MATERIAL FOR THIS TASK Start Marker

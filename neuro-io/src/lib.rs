//! Input adapters for the NeuroLite companion.
//!
//! Each adapter is an independent producer task that turns an external event
//! stream (speech recognition, Twitch chat) into [`event::InputEvent`]s sent
//! over a `tokio::mpsc` channel. The channel's single consumer owns the
//! agent, so perceive calls are serialized by construction — the adapters
//! themselves never touch companion state.
//!
//! Adapter failures (endpoint down, IRC disconnect) are logged and retried
//! with backoff; they never take down the perceive loop.

pub mod error;
pub mod event;
pub mod speech;
pub mod twitch;

pub use error::AdapterError;
pub use event::{InputEvent, InputSource};
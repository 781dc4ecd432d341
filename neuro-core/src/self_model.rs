//! Identity and evolving personality.
//!
//! The identity string is fixed for the life of the model; traits are
//! append-only with duplicates allowed, so repeated feedback accumulates
//! unboundedly. Every update bumps the interaction counter whether or not a
//! trait rule fires.

use crate::rules::{self, TRAIT_RULES};

/// Default identity when none is configured.
pub const DEFAULT_IDENTITY: &str = "NeuroLite AI";

/// Mutable self state: identity, traits, interaction counter.
#[derive(Debug, Clone)]
pub struct SelfModel {
    identity: String,
    traits: Vec<String>,
    interactions: u64,
}

impl SelfModel {
    /// Create a self model with the given identity and the seed traits
    /// `curious` and `reflective`.
    #[must_use]
    pub fn new(identity: impl Into<String>) -> Self {
        Self {
            identity: identity.into(),
            traits: vec!["curious".to_string(), "reflective".to_string()],
            interactions: 0,
        }
    }

    /// Process one piece of feedback: the interaction counter always
    /// increments, and every matching trait rule appends its trait. The
    /// checks are independent — "smart but weird" appends both.
    pub fn update(&mut self, feedback: &str) {
        self.interactions += 1;
        for &trait_name in rules::all_matches(TRAIT_RULES, feedback) {
            self.traits.push(trait_name.to_string());
        }
    }

    /// One-line self summary.
    #[must_use]
    pub fn reflect(&self) -> String {
        format!(
            "I am {}, {}. Interactions: {}.",
            self.identity,
            self.traits.join(", "),
            self.interactions
        )
    }

    /// The fixed identity string.
    #[must_use]
    pub fn identity(&self) -> &str {
        &self.identity
    }

    /// Accumulated traits, in acquisition order.
    #[must_use]
    pub fn traits(&self) -> &[String] {
        &self.traits
    }

    /// Total updates processed.
    #[must_use]
    pub fn interaction_count(&self) -> u64 {
        self.interactions
    }
}

impl Default for SelfModel {
    fn default() -> Self {
        Self::new(DEFAULT_IDENTITY)
    }
}

#[cfg(test)]
mod tests {
    use super::*;

    #[test]
    fn reflect_formats_identity_traits_and_count() {
        let mut model = SelfModel::default();
        model.update("hello there");
        assert_eq!(
            model.reflect(),
            "I am NeuroLite AI, curious, reflective. Interactions: 1."
        );
    }

    #[test]
    fn counter_increments_without_trait_match() {
        let mut model = SelfModel::default();
        model.update("nothing notable");
        model.update("still nothing");
        assert_eq!(model.interaction_count(), 2);
        assert_eq!(model.traits().len(), 2);
    }

    #[test]
    fn both_rules_may_fire_on_one_update() {
        let mut model = SelfModel::default();
        model.update("you are smart but weird");
        assert_eq!(
            model.traits(),
            &["curious", "reflective", "analytical", "unusual"]
        );
    }

    #[test]
    fn duplicate_traits_accumulate() {
        let mut model = SelfModel::default();
        model.update("smart");
        model.update("so smart");
        let analytical = model.traits().iter().filter(|t| *t == "analytical").count();
        assert_eq!(analytical, 2);
    }
}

MATERIAL FOR THIS TASK End Marker

The expected answer is every line in the data above that carries the string "error".

pub mod error;
pub use error::AdapterError;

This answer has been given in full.